Teatro: 7 dedos de la mano en el Plaza

La vie, de la compañía 7 dedos de la mano.
Foto: Christa Cowrie

MÉXICO, D.F. (Proceso).- Circo, teatro, danza y cabaret llevan al Plaza Condesa para trasladarnos a un purgatorio que nos hace reír y maravillarnos de las acrobacias realizadas alrededor de las dos horas que dura el espectáculo.

La compañía 7 dedos de la mano, originaria de Montreal, se presentó este fin de semana y sólo estará hasta el 16 de junio con su divertimento escénico titulado La Vie. Estamos en el purgatorio, nos dice el conductor, y nosotros muertos; apreciamos la vida a través de más de 10 números acrobáticos y dancísticos. Teatralmente han construido personajes que sustenten el recorrido:

Mefisto abre la función y conocemos al dueño de una compañía aérea que por temor a la quiebra mata a los pasajeros de un avión, o a la loca de un psiquiátrico que murió en el intento de la huida o al espectador intruso que malabarea con una botella. Todos ellos realizan su acrobacia. Giran y saltan o se contorsionan para deshacerse de la camisa de fuerza.

Especializada en las artes circenses y en la danza, la compañía, encabezada por Sébastien Soldevila Catalá, con más de 12 años de existencia, recrea un universo ecléctico donde la mezcla de actos e historias se van sucediendo unas a otras. El buen gusto y el humor negro son uno de los principales ingredientes para esta propuesta que en el 2010 se presentó en un teatro gigantesco dentro del marco del Festival Cervantino. Ahora, donde pueden apreciarse con mayor facilidad los gestos, los movimientos y los giros, hacen más disfrutable el espectáculo.

Las líneas que manejan corren por rutas diversas: el purgatorio podría ser un hospital psiquiátrico, o un lugar donde se representan los problemas de los habitantes de ese limbo en el que están para ser juzgados. Al mismo tiempo se reparten números a los espectadores, siendo algunos seleccionados con los que se interactúa y chacotea. La participación crea la sensación de ser juez y parte, observador y participante a través de otros a los que sí les tocó interactuar con el sátiro Mefisto. El viaje es también un hilo conductor. Las aeromozas, el tener que pasar por el detector de metales o el cinturón de seguridad convertido en un elemento erótico combinan el viaje con el encierro.

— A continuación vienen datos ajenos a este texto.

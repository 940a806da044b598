//! Error types and handling for the engine server.
//!
//! This module defines the error types that can occur during server operations,
//! providing clear categorization of different failure modes.

use crate::engine::EngineFamily;
use std::time::Duration;

/// Enumeration of possible server errors.
///
/// Categorizes errors into network, TLS, engine and internal failures
/// to help with debugging and error handling.
#[derive(Debug, thiserror::Error)]
pub enum ServerError {
    /// Network-related errors such as binding failures or connection issues
    #[error("Network error: {0}")]
    Network(String),

    /// Missing or unusable certificate material
    #[error("TLS error: {0}")]
    Tls(String),

    /// Failures starting or talking to the engine process
    #[error("Engine error: {0}")]
    Engine(#[from] EngineError),

    /// Internal server errors
    #[error("Internal error: {0}")]
    Internal(String),
}

/// Errors raised by engine processes and the engine manager.
#[derive(Debug, thiserror::Error)]
pub enum EngineError {
    /// The engine binary could not be started
    #[error("Failed to spawn engine '{path}': {source}")]
    Spawn {
        path: String,
        #[source]
        source: std::io::Error,
    },

    /// The spawned process did not expose one of its standard streams
    #[error("Engine process has no {0} pipe")]
    MissingPipe(&'static str),

    #[error("Engine I/O error: {0}")]
    Io(#[from] std::io::Error),

    /// `readyok` did not arrive in time after `isready`
    #[error("Engine did not answer readyok within {0:?}")]
    HandshakeTimeout(Duration),

    /// The bounded input queue is full; the command was dropped
    #[error("Engine input queue is full")]
    InputQueueFull,

    /// The engine's I/O tasks have stopped
    #[error("Engine is not running")]
    NotRunning,

    #[error("Engine family '{0}' is already registered")]
    AlreadyRegistered(EngineFamily),

    #[error("Engine family '{0}' is not registered")]
    NotRegistered(EngineFamily),

    #[error("No active engine")]
    NoActiveEngine,

    #[error("Unknown engine family: {0}")]
    UnknownFamily(String),
}
//! Main application logic and lifecycle management.
//!
//! This module contains the `Application` struct that orchestrates startup
//! (engine handshake, listener), waits for a shutdown signal and tears the
//! server down in phases.

use crate::{
    cli::CliArgs,
    config::AppConfig,
    logging::display_banner,
    signals::{wait_for_shutdown_signal, wait_for_signal},
};
use engine_server::{create_server_with_config, EngineServer, ShutdownState};
use std::sync::Arc;
use std::time::Duration;
use tracing::{error, info, warn};

/// How long the server task gets to leave its accept loop.
const SERVER_STOP_TIMEOUT: Duration = Duration::from_secs(8);

/// The running intermediary: merged configuration plus the server built
/// from it.
pub struct Application {
    config: AppConfig,
    server: Arc<EngineServer>,
}

impl Application {
    /// Creates a new application instance.
    ///
    /// # Arguments
    ///
    /// * `config` - Configuration with CLI overrides already applied
    ///
    /// # Returns
    ///
    /// A configured `Application` ready to run, or an error if the
    /// configuration is invalid or the TLS material cannot be loaded.
    ///
    /// # Process
    ///
    /// 1. Validate the merged configuration
    /// 2. Display the startup banner
    /// 3. Build the server (auth policy, engine registration, TLS)
    pub fn new(config: AppConfig) -> Result<Self, Box<dyn std::error::Error>> {
        if let Err(e) = config.validate() {
            return Err(format!("Configuration validation failed: {e}").into());
        }
        info!("✅ Configuration loaded and validated successfully");

        display_banner();

        let server_config = config.to_server_config()?;
        let server = create_server_with_config(server_config)?;

        Ok(Self {
            config,
            server: Arc::new(server),
        })
    }

    /// Loads the configuration named by `args` (or the defaults) and merges
    /// the CLI overrides into it.
    pub async fn load_config(args: &CliArgs) -> Result<AppConfig, Box<dyn std::error::Error>> {
        let mut config = match &args.config_path {
            Some(path) => AppConfig::load_from_file(path).await?,
            None => AppConfig::default(),
        };
        config.apply_cli_overrides(args);
        Ok(config)
    }

    /// Runs the application until a shutdown signal arrives.
    ///
    /// # Returns
    ///
    /// `Ok(())` after a graceful shutdown, or an error if the engine could
    /// not be started. A listener that cannot be bound exits the process.
    ///
    /// # Shutdown Phases
    ///
    /// 1. Stop accepting connections
    /// 2. Wait for the server task to leave its accept loop
    /// 3. Stop the engine process
    pub async fn run(self) -> Result<(), Box<dyn std::error::Error>> {
        info!("🌟 Starting Chesshook Intermediary");
        self.log_configuration_summary();

        info!("♟️ Starting engine: {}", self.config.engine_path);
        self.server.start_engine().await?;
        info!(
            "♟️ Engine ready: {}",
            self.server.engine_manager().engine_name().await
        );

        let shutdown_state = ShutdownState::new();

        let server_handle = {
            let server = self.server.clone();
            let shutdown_state = shutdown_state.clone();
            tokio::spawn(async move {
                match server.start_with_shutdown_state(shutdown_state).await {
                    Ok(()) => info!("✅ Server completed successfully"),
                    Err(e) => {
                        error!("❌ Server error: {:?}", e);
                        std::process::exit(1);
                    }
                }
            })
        };

        info!("✅ Intermediary is now running!");
        info!("🛑 Press Ctrl+C to gracefully shutdown");

        wait_for_shutdown_signal(&shutdown_state).await?;

        // merciless shutdown
        tokio::spawn(async move {
            if let Err(e) = wait_for_signal().await {
                error!("Failed to set up merciless shutdown signal handler: {e}");
                return;
            }

            warn!("Shutdown handler received again! I'll make this quick.");
            std::process::exit(1);
        });

        info!("📡 Phase 1: Stopping new connections...");
        info!("⏳ Phase 2: Waiting for the accept loop to stop...");
        match tokio::time::timeout(SERVER_STOP_TIMEOUT, server_handle).await {
            Ok(_) => info!("✅ Server task completed gracefully"),
            Err(_) => warn!("⏰ Server task did not complete within timeout, proceeding with cleanup"),
        }

        info!("🔌 Phase 3: Stopping the engine...");
        self.server.stop_engines().await;
        shutdown_state.complete_shutdown();

        info!("✅ Intermediary shutdown complete");
        Ok(())
    }

    /// Logs the configuration summary at startup.
    fn log_configuration_summary(&self) {
        let scheme = if self.config.tls { "wss" } else { "ws" };
        info!("📋 Configuration Summary:");
        info!("  🌐 Listen address: {}://{}", scheme, self.config.address);
        info!(
            "  ♟️ Engine: {} ({})",
            self.config.engine_path, self.config.family
        );
        info!(
            "  ⚙️ MultiPV {} | Threads {} | Hash {} MB",
            self.config.multipv, self.config.threads, self.config.hash
        );
        info!(
            "  🔐 Auth for writes: {} | reads: {} | localhost bypass: {}",
            self.config.auth_write, self.config.auth_read, self.config.localhost_bypass
        );
        info!("  🔒 Engine lock enforced: {}", self.config.enforce_engine_lock);
        info!("  🧠 Intelligence: {}", self.config.intelligence_enabled);
    }

    pub fn server(&self) -> &Arc<EngineServer> {
        &self.server
    }
}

Las historias de pareja se desarrollan a manera de baile y acrobacia donde impera la sensualidad hasta llegar a lo sexual. Tal vez los actos de este tipo se reiteran y hacen que el segundo acto se vuelva muy pesado y hasta innecesario.

La música, ejecutada en vivo por un magnífico disc jockey, músico y compositor con efectos sonoros de Dj Pocket, se convierte en uno de los personajes fundamentales en el espectáculo y la creación de las atmósferas. Tiene su acto respectivo, pero funciona como el pegamento que tonifica la propuesta. Mezcla música de múltiples estilos y acompaña a la mujer que canta en vivo o a los actos circenses que se suceden.

Hay un payaso, como en el circo, pero sus características difieren del típico con nariz roja y se vuelve en un espectador ignorante inmiscuido en el torbellino de acontecimientos que lo exponen, y lo golpean, para terminar incorporándolo a los condenados.

Se ironiza el drama contrastándolo con bailes y canciones cursis o acciones absurdas, además de incluir actos aéreos con cadenas de gran belleza.

La Vie es una propuesta vital y ligera que nos hace disfrutar las habilidades propias de un circo o de una danza, pero que al mismo tiempo nos lleva por un mundo teatral a través de personajes distintivos que nos emocionan y con los cuales empatizamos sin reparo.